Ma torniamo al film. Per onor di cronaca bisogna dire che i Buffalo Soldiers vennero chiamati così dagli indiani cheyenne alla fine dell’800. Gli indiani, da grandi guerrieri quali erano, non potevano non ammirare la potenza d’urto di quei reparti di cavalleria così simile alle cariche dei bisonti. Senza saperlo, battezzarono il primo reggimento tutto di neri che rimase tale di guerra in guerra, fino a essere anche un po’ strumentalizzato da quell’America razzista e puritana che non aveva abbastanza carne bianca da mandare al fronte. Per non dimenticare poi Bob Marley che li cantò in un pezzo a loro dedicato.

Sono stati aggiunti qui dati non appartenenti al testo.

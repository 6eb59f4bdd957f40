use crate::config::ConfigError;
use crate::pipeline::EngineError;
use crate::telemetry::TelemetryError;
use axum::http::StatusCode;
use axum::response::{IntoResponse, Response};
use axum::Json;
use serde_json::json;
use std::fmt;

#[derive(Debug)]
pub enum AppError {
    Config(ConfigError),
    Telemetry(TelemetryError),
    Io(std::io::Error),
    Json(serde_json::Error),
    Server(tokio::task::JoinError),
    Engine(EngineError),
    Input(String),
}

impl fmt::Display for AppError {
    fn fmt(&self, f: &mut fmt::Formatter<'_>) -> fmt::Result {
        match self {
            AppError::Config(err) => write!(f, "configuration error: {}", err),
            AppError::Telemetry(err) => write!(f, "telemetry error: {}", err),
            AppError::Io(err) => write!(f, "io error: {}", err),
            AppError::Json(err) => write!(f, "invalid json: {}", err),
            AppError::Server(err) => write!(f, "server error: {}", err),
            AppError::Engine(err) => write!(f, "{}", err),
            AppError::Input(detail) => write!(f, "invalid input: {}", detail),
        }
    }
}

impl std::error::Error for AppError {
    fn source(&self) -> Option<&(dyn std::error::Error + 'static)> {
        match self {
            AppError::Config(err) => Some(err),
            AppError::Telemetry(err) => Some(err),
            AppError::Io(err) => Some(err),
            AppError::Json(err) => Some(err),
            AppError::Server(err) => Some(err),
            AppError::Engine(err) => Some(err),
            AppError::Input(_) => None,
        }
    }
}

impl IntoResponse for AppError {
    fn into_response(self) -> Response {
        let status = match self {
            AppError::Engine(_) => StatusCode::UNPROCESSABLE_ENTITY,
            AppError::Input(_) | AppError::Json(_) => StatusCode::BAD_REQUEST,
            AppError::Config(_)
            | AppError::Telemetry(_)
            | AppError::Io(_)
            | AppError::Server(_) => StatusCode::INTERNAL_SERVER_ERROR,
        };

        let body = match &self {
            AppError::Engine(err) => Json(json!({
                "error": self.to_string(),
                "document_id": err.document_id(),
            })),
            _ => Json(json!({ "error": self.to_string() })),
        };
        (status, body).into_response()
    }
}

impl From<ConfigError> for AppError {
    fn from(value: ConfigError) -> Self {
        Self::Config(value)
    }
}

impl From<TelemetryError> for AppError {
    fn from(value: TelemetryError) -> Self {
        Self::Telemetry(value)
    }
}

impl From<std::io::Error> for AppError {
    fn from(value: std::io::Error) -> Self {
        Self::Io(value)
    }
}

impl From<serde_json::Error> for AppError {
    fn from(value: serde_json::Error) -> Self {
        Self::Json(value)
    }
}

impl From<tokio::task::JoinError> for AppError {
    fn from(value: tokio::task::JoinError) -> Self {
        Self::Server(value)
    }
}

impl From<EngineError> for AppError {
    fn from(value: EngineError) -> Self {
        Self::Engine(value)
    }
}
use finterm_api::run;

#[tokio::main]
async fn main() {
    if let Err(err) = run().await {
        eprintln!("application error: {err}");
        std::process::exit(1);
    }
}
//! Runs the full normalize, cost, detect, compare flow for caller-supplied documents.

use crate::anomaly::{detect_anomalies, DisclosureSummary, RiskProfile};
use crate::compare::{compare, CompareError, ComparisonReport, ComparisonWeights, Exclusion};
use crate::config::EngineConfig;
use crate::cost::{
    build_cost_model, resolve_horizon, CostModel, CostModelError, FALLBACK_HORIZON_MONTHS,
};
use crate::normalize::{normalize, NormalizeError};
use crate::query::{query, query_one, QueryError, TermQuery};
use crate::terms::{AnomalyFlag, DocumentId, FinancialTerm, NormalizedDocument, RawDocument};
use serde::Serialize;
use std::collections::BTreeMap;
use std::sync::Arc;
use tracing::{info, warn};

#[derive(Debug, Clone, PartialEq, thiserror::Error)]
pub enum EngineError {
    #[error(transparent)]
    Normalize(#[from] NormalizeError),
    #[error(transparent)]
    CostModel(#[from] CostModelError),
    #[error(transparent)]
    Compare(#[from] CompareError),
    #[error(transparent)]
    Query(#[from] QueryError),
}

impl EngineError {
    /// The document the failure is attributed to, when there is one.
    pub fn document_id(&self) -> Option<&DocumentId> {
        match self {
            EngineError::Normalize(err) => Some(err.document_id()),
            EngineError::CostModel(err) => Some(err.document_id()),
            EngineError::Compare(err) => err.document_id(),
            EngineError::Query(err) => Some(err.document_id()),
        }
    }
}

/// Everything the engine derives from one document.
#[derive(Debug, Clone, PartialEq, Serialize)]
pub struct DocumentAnalysis {
    pub document: NormalizedDocument,
    pub cost_model: CostModel,
    pub anomalies: Vec<AnomalyFlag>,
    pub risk: RiskProfile,
}

#[derive(Debug, Clone, PartialEq, Serialize)]
pub struct BatchComparison {
    pub report: ComparisonReport,
    pub analyses: Vec<DocumentAnalysis>,
}

/// Stateless engine facade over a shared configuration.
#[derive(Debug, Clone, Default)]
pub struct TermEngine {
    config: Arc<EngineConfig>,
}

impl TermEngine {
    pub fn new(config: EngineConfig) -> Self {
        Self {
            config: Arc::new(config),
        }
    }

    pub fn config(&self) -> &EngineConfig {
        &self.config
    }

    /// Normalize, cost, and inspect a single document.
    pub fn analyze(
        &self,
        document_id: &DocumentId,
        raw: &RawDocument,
        horizon_months: Option<u32>,
    ) -> Result<DocumentAnalysis, EngineError> {
        let document = normalize(document_id, raw)?;
        let horizon = resolve_horizon(&document, horizon_months, self.config.horizon_months);
        self.analyze_normalized(document, raw, horizon)
    }

    fn analyze_normalized(
        &self,
        document: NormalizedDocument,
        raw: &RawDocument,
        horizon_months: u32,
    ) -> Result<DocumentAnalysis, EngineError> {
        let cost_model = build_cost_model(&document, horizon_months, &self.config.cost)?;
        let disclosure = raw
            .disclosures
            .as_ref()
            .map(|names| names.iter().collect::<DisclosureSummary>());
        let anomalies = detect_anomalies(
            &document,
            &self.config.reference_taxonomy,
            disclosure.as_ref(),
        );
        let risk = RiskProfile::from_flags(&anomalies);

        Ok(DocumentAnalysis {
            document,
            cost_model,
            anomalies,
            risk,
        })
    }

    /// Analyze every document and rank the ones that survive.
    ///
    /// Documents that fail normalization or costing are reported in
    /// `report.excluded` and the rest are still compared. Without a requested
    /// or configured horizon, the set is compared over the shortest document term.
    pub fn compare_documents(
        &self,
        documents: &BTreeMap<DocumentId, RawDocument>,
        horizon_months: Option<u32>,
        weights: Option<ComparisonWeights>,
    ) -> Result<BatchComparison, EngineError> {
        let weights = weights.unwrap_or(self.config.comparison_weights);
        weights.validate()?;

        let mut excluded = Vec::new();
        let mut normalized = Vec::with_capacity(documents.len());
        for (document_id, raw) in documents {
            match normalize(document_id, raw) {
                Ok(document) => normalized.push((document, raw)),
                Err(err) => excluded.push(exclusion(document_id, &err.into())),
            }
        }

        let horizon = horizon_months
            .or(self.config.horizon_months)
            .or_else(|| {
                normalized
                    .iter()
                    .filter_map(|(document, _)| document.term_months())
                    .min()
            })
            .unwrap_or(FALLBACK_HORIZON_MONTHS);

        let mut analyses = Vec::with_capacity(normalized.len());
        for (document, raw) in normalized {
            let document_id = document.document_id().clone();
            match self.analyze_normalized(document, raw, horizon) {
                Ok(analysis) => analyses.push(analysis),
                Err(err) => excluded.push(exclusion(&document_id, &err)),
            }
        }

        let cost_models: Vec<CostModel> = analyses
            .iter()
            .map(|analysis| analysis.cost_model.clone())
            .collect();
        let flags: BTreeMap<DocumentId, Vec<AnomalyFlag>> = analyses
            .iter()
            .map(|analysis| {
                (
                    analysis.document.document_id().clone(),
                    analysis.anomalies.clone(),
                )
            })
            .collect();

        let mut report = compare(&cost_models, &flags, &weights)?;
        report.excluded = excluded;

        info!(
            documents = documents.len(),
            compared = report.ranking.len(),
            excluded = report.excluded.len(),
            horizon_months = horizon,
            "compared documents"
        );

        Ok(BatchComparison { report, analyses })
    }

    /// Terms of `raw` matching `predicate`, in document order.
    pub fn query(
        &self,
        document_id: &DocumentId,
        raw: &RawDocument,
        predicate: &TermQuery,
    ) -> Result<Vec<FinancialTerm>, EngineError> {
        let document = normalize(document_id, raw)?;
        Ok(query(&document, predicate))
    }

    /// The single term of `raw` matching `predicate`.
    pub fn query_one(
        &self,
        document_id: &DocumentId,
        raw: &RawDocument,
        predicate: &TermQuery,
    ) -> Result<FinancialTerm, EngineError> {
        let document = normalize(document_id, raw)?;
        Ok(query_one(&document, predicate)?)
    }
}

fn exclusion(document_id: &DocumentId, err: &EngineError) -> Exclusion {
    warn!(document_id = %document_id, error = %err, "excluding document from comparison");
    Exclusion {
        document_id: document_id.clone(),
        reason: err.to_string(),
    }
}

#[cfg(test)]
mod tests {
    use super::*;
    use crate::terms::{DocumentCategory, RawTerm, TermKind, TermUnit};

    fn loan(rate: f64) -> RawDocument {
        RawDocument::new(DocumentCategory::Loan)
            .with_principal(10_000.0)
            .with_term_months(24)
            .with_term(RawTerm::new(
                TermKind::Rate,
                "Interest Rate",
                rate,
                TermUnit::PercentAnnual,
            ))
    }

    #[test]
    fn analyze_uses_configured_horizon() {
        let engine = TermEngine::new(EngineConfig {
            horizon_months: Some(12),
            ..EngineConfig::default()
        });
        let analysis = engine
            .analyze(&"loan".into(), &loan(0.06), None)
            .expect("analysis");
        assert_eq!(analysis.cost_model.horizon_months, 12);

        let analysis = engine
            .analyze(&"loan".into(), &loan(0.06), Some(6))
            .expect("analysis");
        assert_eq!(analysis.cost_model.horizon_months, 6);
    }

    #[test]
    fn invalid_documents_are_excluded_not_fatal() {
        let mut broken = loan(0.05);
        broken.principal = None;
        let documents = BTreeMap::from([
            (DocumentId::from("good"), loan(0.05)),
            (DocumentId::from("broken"), broken),
        ]);

        let batch = TermEngine::default()
            .compare_documents(&documents, None, None)
            .expect("comparison");

        assert_eq!(batch.report.ranking, vec![DocumentId::from("good")]);
        assert_eq!(batch.report.excluded.len(), 1);
        assert_eq!(batch.report.excluded[0].document_id.as_str(), "broken");
        assert_eq!(batch.analyses.len(), 1);
    }

    #[test]
    fn invalid_weights_fail_the_batch() {
        let documents = BTreeMap::from([(DocumentId::from("good"), loan(0.05))]);
        let result = TermEngine::default().compare_documents(
            &documents,
            None,
            Some(ComparisonWeights::new(f64::NAN, 0.0, 0.0)),
        );
        assert!(matches!(
            result,
            Err(EngineError::Compare(CompareError::InvalidWeights { .. }))
        ));
    }

    #[test]
    fn engine_errors_carry_the_document() {
        let mut raw = loan(0.05);
        raw.principal = None;
        let err = TermEngine::default()
            .analyze(&"missing-principal".into(), &raw, None)
            .expect_err("schema error");
        assert_eq!(
            err.document_id().map(DocumentId::as_str),
            Some("missing-principal")
        );
    }
}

Spike Lee da sempre si batte contro il razzismo, con tutte le sue forze. Le stesse che alla fine gli hanno permesso di trovare i finanziamenti per girare il suo film, operazione non sempre facile, per lui in particolare. E anche quella del razzismo è una bestia difficile da affrontare, da domare. E’ lì davanti a noi, non solo nell’americana terra dell’abbondanza, ma ovunque, soprattutto nelle nostre case.

Dario Arpaio

1 commento su “Spike Lee e il Miracolo a Sant’Anna”
  1. Guendalina Borgia ha detto:

    E’ triste, ma altrettanto necessario, parlare oggi delle nefandezze compiute durante la 2° Guerra Mondiale. Ma penso che sia ancora più tragico ai tempi nostri dover ancora combattere una piaga della nostra società come il razzismo: una bestia, per dirla come il nostro recensore, che, nonostante tutti gli sforzi compiuti e le vite distrutte, sta diventando sempre più forte perchè si è insinuata fra la gente in modo subdolo, scatenando gli istinti più disumani non solo fra bianchi e neri ma anche fra le genti dello stesso colore della pelle diversi per altri motivi. L’unica cosa che posso sperare è che il messaggio lanciato da Spike Lee sia abbastanza forte come negli altri suoi film in modo tale che scuota la gente e l’aiuti a riflettere e, soprattutto, ad agire.